James Joyce (Author)
James Joyce was born on 2 February 1882 in Dublin. He studied modern languages at University College, Dublin. After graduating, Joyce moved to Paris for a brief period in 1902. In 1904 Joyce met Nora Barnacle, with whom he would spend the rest of his life and they moved to Europe and settled in Trieste where Joyce worked as a teacher. His first published work was a book of poems called Chamber Music (1907). This was followed by Dubliners (1914), A Portrait of the Artist as a Young Man (1916) and the play Exiles (1918). In 1915 the First World War forced Joyce and Nora and their two children to move to Zürich. Joyce's most famous novel, Ulysses, was published in Paris in 1922. In the same year he started work on his last great book, Finnegan's Wake (1939). James Joyce died in Zürich on 13 January 1941.

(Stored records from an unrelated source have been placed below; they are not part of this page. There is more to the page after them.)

//! Plugin lifecycle shell.
//!
//! [`ImcHost`] mirrors the IF-IMC entry points a TNC client calls on a
//! measurement collector. Every call returns a [`TncResult`]; richer errors
//! are logged and collapsed at this boundary.

use std::sync::Arc;

use bytes::Bytes;

use crate::{
    agent::ImcAgent,
    config::ImcConfig,
    tnc::{
        ConnectionId, IF_IMC_VERSION_1, ImcId, PTS_MESSAGE_TYPE, TncConnectionState, TncResult,
        TncVersion,
    },
    transport::Transport,
};

/// IF-IMC entry points over a single [`ImcAgent`].
#[derive(Debug)]
pub struct ImcHost {
    config: ImcConfig,
    agent: Option<ImcAgent>,
}

impl ImcHost {
    /// Uninitialized host; agents created by [`initialize`](Self::initialize)
    /// use `config`.
    pub fn new(config: ImcConfig) -> Self {
        Self { config, agent: None }
    }

    /// The running agent, if initialized.
    pub fn agent(&self) -> Option<&ImcAgent> {
        self.agent.as_ref()
    }

    /// Initialize the IMC.
    ///
    /// Returns `NoCommonVersion` unless IF-IMC version 1 lies in
    /// `[min_version, max_version]`, and `AlreadyInitialized` on a second call.
    /// On success the negotiated version is written to `actual_version`.
    pub fn initialize(
        &mut self,
        imc_id: ImcId,
        min_version: TncVersion,
        max_version: TncVersion,
        actual_version: &mut TncVersion,
    ) -> TncResult {
        if self.agent.is_some() {
            tracing::warn!(imc_id, "IMC already initialized");
            return TncResult::AlreadyInitialized;
        }
        if !(min_version..=max_version).contains(&IF_IMC_VERSION_1) {
            tracing::warn!(imc_id, min_version, max_version, "no common IF-IMC version");
            return TncResult::NoCommonVersion;
        }

        *actual_version = IF_IMC_VERSION_1;
        self.agent = Some(ImcAgent::new(imc_id, self.config.clone()));
        tracing::info!(imc_id, version = IF_IMC_VERSION_1, "IMC initialized");
        TncResult::Success
    }

    /// Connection state change reported by the client.
    pub fn notify_connection_change(
        &self,
        imc_id: ImcId,
        connection_id: ConnectionId,
        new_state: TncConnectionState,
    ) -> TncResult {
        let agent = match self.checked_agent(imc_id) {
            Ok(agent) => agent,
            Err(result) => return result,
        };
        match agent.change_state(connection_id, new_state) {
            Ok(()) => TncResult::Success,
            Err(err) => {
                tracing::warn!(imc_id, connection_id, error = %err, "connection change rejected");
                err.tnc_result()
            },
        }
    }

    /// Start of a handshake.
    ///
    /// The measurer waits for the verifier to speak first, so nothing is sent.
    pub fn begin_handshake(&self, imc_id: ImcId, connection_id: ConnectionId) -> TncResult {
        let agent = match self.checked_agent(imc_id) {
            Ok(agent) => agent,
            Err(result) => return result,
        };
        if agent.state(connection_id).is_none() {
            tracing::warn!(imc_id, connection_id, "handshake on unknown connection");
            return TncResult::InvalidParameter;
        }
        tracing::debug!(imc_id, connection_id, "handshake started");
        TncResult::Success
    }

    /// Message from the verifier.
    pub fn receive_message(
        &self,
        imc_id: ImcId,
        connection_id: ConnectionId,
        message: Bytes,
        message_type: u32,
    ) -> TncResult {
        let agent = match self.checked_agent(imc_id) {
            Ok(agent) => agent,
            Err(result) => return result,
        };
        if message_type != PTS_MESSAGE_TYPE {
            tracing::warn!(imc_id, connection_id, message_type, "unexpected message type");
            return TncResult::InvalidParameter;
        }
        match agent.receive_message(connection_id, message) {
            Ok(()) => TncResult::Success,
            Err(err) => err.tnc_result(),
        }
    }

    /// End of a batch; no deferred work exists.
    pub fn batch_ending(&self, imc_id: ImcId, connection_id: ConnectionId) -> TncResult {
        match self.checked_agent(imc_id) {
            Ok(_) => {
                tracing::trace!(imc_id, connection_id, "batch ending");
                TncResult::Success
            },
            Err(result) => result,
        }
    }

    /// Shut down, dropping every connection.
    pub fn terminate(&mut self, imc_id: ImcId) -> TncResult {
        if let Err(result) = self.checked_agent(imc_id) {
            return result;
        }
        if let Some(agent) = self.agent.take() {
            tracing::info!(imc_id, connections = agent.connection_count(), "IMC terminated");
        }
        TncResult::Success
    }

    /// Install the channel replies are sent on.
    pub fn bind_functions(&self, imc_id: ImcId, transport: Arc<dyn Transport>) -> TncResult {
        match self.checked_agent(imc_id) {
            Ok(agent) => {
                agent.bind_transport(transport);
                TncResult::Success
            },
            Err(result) => result,
        }
    }

    fn checked_agent(&self, imc_id: ImcId) -> Result<&ImcAgent, TncResult> {
        let Some(agent) = self.agent.as_ref() else {
            tracing::warn!(imc_id, "IMC not initialized");
            return Err(TncResult::NotInitialized);
        };
        if agent.id() != imc_id {
            tracing::warn!(imc_id, expected = agent.id(), "IMC id mismatch");
            return Err(TncResult::InvalidParameter);
        }
        Ok(agent)
    }
}

#[cfg(test)]
mod tests {
    use std::sync::Mutex;

    use pts_proto::{Attribute, PaTncMessage, ProtoCaps};

    use super::*;
    use crate::transport::TransportError;

    #[derive(Default)]
    struct Outbox(Mutex<Vec<Bytes>>);

    impl Transport for Outbox {
        fn send_message(&self, _: ConnectionId, message: Bytes) -> Result<(), TransportError> {
            self.0.lock().unwrap().push(message);
            Ok(())
        }
    }

    fn initialized() -> ImcHost {
        let mut host = ImcHost::new(ImcConfig::default());
        let mut version = 0;
        assert_eq!(host.initialize(1, 1, 1, &mut version), TncResult::Success);
        assert_eq!(version, IF_IMC_VERSION_1);
        host
    }

    #[test]
    fn calls_before_initialize_fail() {
        let mut host = ImcHost::new(ImcConfig::default());
        assert_eq!(
            host.notify_connection_change(1, 1, TncConnectionState::Create),
            TncResult::NotInitialized
        );
        assert_eq!(host.begin_handshake(1, 1), TncResult::NotInitialized);
        assert_eq!(
            host.receive_message(1, 1, Bytes::new(), PTS_MESSAGE_TYPE),
            TncResult::NotInitialized
        );
        assert_eq!(host.batch_ending(1, 1), TncResult::NotInitialized);
        assert_eq!(host.bind_functions(1, Arc::new(Outbox::default())), TncResult::NotInitialized);
        assert_eq!(host.terminate(1), TncResult::NotInitialized);
    }

    #[test]
    fn version_negotiation() {
        let mut host = ImcHost::new(ImcConfig::default());
        let mut version = 0;
        assert_eq!(host.initialize(1, 2, 3, &mut version), TncResult::NoCommonVersion);
        assert_eq!(version, 0);
        assert!(host.agent().is_none());

        assert_eq!(host.initialize(1, 1, 2, &mut version), TncResult::Success);
        assert_eq!(host.initialize(1, 1, 2, &mut version), TncResult::AlreadyInitialized);
    }

    #[test]
    fn wrong_imc_id_is_invalid_parameter() {
        let host = initialized();
        assert_eq!(host.begin_handshake(2, 1), TncResult::InvalidParameter);
    }

    #[test]
    fn full_round_trip() {
        let host = initialized();
        let outbox = Arc::new(Outbox::default());
        assert_eq!(host.bind_functions(1, outbox.clone()), TncResult::Success);
        assert_eq!(
            host.notify_connection_change(1, 4, TncConnectionState::Create),
            TncResult::Success
        );
        assert_eq!(host.begin_handshake(1, 4), TncResult::Success);

        let request =
            PaTncMessage::new(1).with(Attribute::ReqProtoCaps(ProtoCaps::all())).encode().unwrap();
        assert_eq!(host.receive_message(1, 4, request, PTS_MESSAGE_TYPE), TncResult::Success);
        assert_eq!(host.batch_ending(1, 4), TncResult::Success);

        let sent = outbox.0.lock().unwrap();
        let reply = PaTncMessage::decode(sent[0].clone()).unwrap();
        assert_eq!(reply.attributes(), [Attribute::ProtoCaps(ProtoCaps::V)]);
    }

    #[test]
    fn foreign_message_type_is_rejected() {
        let host = initialized();
        host.notify_connection_change(1, 4, TncConnectionState::Create);
        assert_eq!(
            host.receive_message(1, 4, Bytes::new(), 0x0000_0001),
            TncResult::InvalidParameter
        );
    }

    #[test]
    fn peer_error_is_fatal() {
        let host = initialized();
        host.bind_functions(1, Arc::new(Outbox::default()));
        host.notify_connection_change(1, 4, TncConnectionState::Create);
        let garbage = Bytes::from_static(&[9, 9, 9]);
        assert_eq!(host.receive_message(1, 4, garbage, PTS_MESSAGE_TYPE), TncResult::Fatal);
    }

    #[test]
    fn terminate_drops_agent() {
        let mut host = initialized();
        assert_eq!(host.terminate(1), TncResult::Success);
        assert!(host.agent().is_none());
        assert_eq!(host.begin_handshake(1, 1), TncResult::NotInitialized);
    }
}
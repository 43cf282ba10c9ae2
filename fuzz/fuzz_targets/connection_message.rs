//! Feed arbitrary bytes to a connection.
//!
//! Measurement requests are skipped so the target never walks the host
//! filesystem; every other path must return without panicking.

#![no_main]

use bytes::Bytes;
use libfuzzer_sys::fuzz_target;
use pts_imc::{ConnectionState, ImcConfig};
use pts_proto::{Attribute, PaTncMessage};

fuzz_target!(|data: &[u8]| {
    let data = Bytes::copy_from_slice(data);
    if let Ok(message) = PaTncMessage::decode(data.clone()) {
        if message.attributes().iter().any(|a| matches!(a, Attribute::ReqFileMeas(_))) {
            return;
        }
    }

    let config = ImcConfig::default();
    let mut state = ConnectionState::new(1, &config);
    let _ = state.handle_message(data, &config);
});
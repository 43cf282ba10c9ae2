//! World state after a scenario run.

use std::sync::Arc;

use pts_imc::{ConnectionId, ConnectionState, ImcAgent, ImcError};
use pts_proto::PaTncMessage;

use crate::memory_transport::MemoryTransport;

/// Result of one scripted message.
#[derive(Debug)]
pub struct StepOutcome {
    /// Connection the message was sent on.
    pub connection_id: ConnectionId,
    /// What the agent returned.
    pub result: Result<(), ImcError>,
}

/// The agent, its transport and every step outcome.
pub struct World {
    agent: ImcAgent,
    transport: Arc<MemoryTransport>,
    outcomes: Vec<StepOutcome>,
}

impl World {
    pub(crate) fn new(agent: ImcAgent, transport: Arc<MemoryTransport>) -> Self {
        Self { agent, transport, outcomes: Vec::new() }
    }

    pub(crate) fn record(&mut self, outcome: StepOutcome) {
        self.outcomes.push(outcome);
    }

    /// The agent under test.
    pub fn agent(&self) -> &ImcAgent {
        &self.agent
    }

    /// Snapshot of a connection's state.
    pub fn state(&self, connection_id: ConnectionId) -> Option<ConnectionState> {
        self.agent.state(connection_id)
    }

    /// Outcomes in script order.
    pub fn outcomes(&self) -> &[StepOutcome] {
        &self.outcomes
    }

    /// Outcome of the `index`-th scripted message.
    pub fn outcome(&self, index: usize) -> Option<&StepOutcome> {
        self.outcomes.get(index)
    }

    /// Number of replies delivered on a connection.
    pub fn messages_sent(&self, connection_id: ConnectionId) -> usize {
        self.transport.sent_to(connection_id).len()
    }

    /// Decoded replies delivered on a connection, oldest first.
    pub fn replies(&self, connection_id: ConnectionId) -> Result<Vec<PaTncMessage>, String> {
        self.transport
            .sent_to(connection_id)
            .into_iter()
            .map(|bytes| {
                PaTncMessage::decode(bytes)
                    .map_err(|e| format!("connection {connection_id}: undecodable reply: {e}"))
            })
            .collect()
    }

    /// The most recent reply on a connection.
    pub fn last_reply(&self, connection_id: ConnectionId) -> Result<PaTncMessage, String> {
        self.replies(connection_id)?
            .pop()
            .ok_or_else(|| format!("connection {connection_id}: no reply sent"))
    }
}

Joseph O'Connor (Introducer)
Joseph O’Connor’s fiction has been published in forty languages. His twenty books include eleven novels, among them the million-selling Star of the Sea, Ghost Light, Shadowplay and My Father’s House, a Washington Post Book of the Year. His work has been shortlisted for the LA Times Book Award, twice for the Whitbread/Costa and twice for the Walter Scott Prize for Historical Fiction and has won the Nielsen Bookscan Golden Book Award, France’s Prix Millepages, Italy’s Premio Acerbi and Premio Napoli, an American Library Association Award, the American Ireland Fund Literary Award, the Hennessy Writer of the Year and Hall of Fame Awards, the Eason/An Post Novel of the Year Award, a Cullman Fellowship at the New York Public Library, the Irish Pen Award for Outstanding Achievement and the Prix Madeline Zepter for European Novel of the Year. He is Frank McCourt Chair of Creative Writing at the University of Limerick.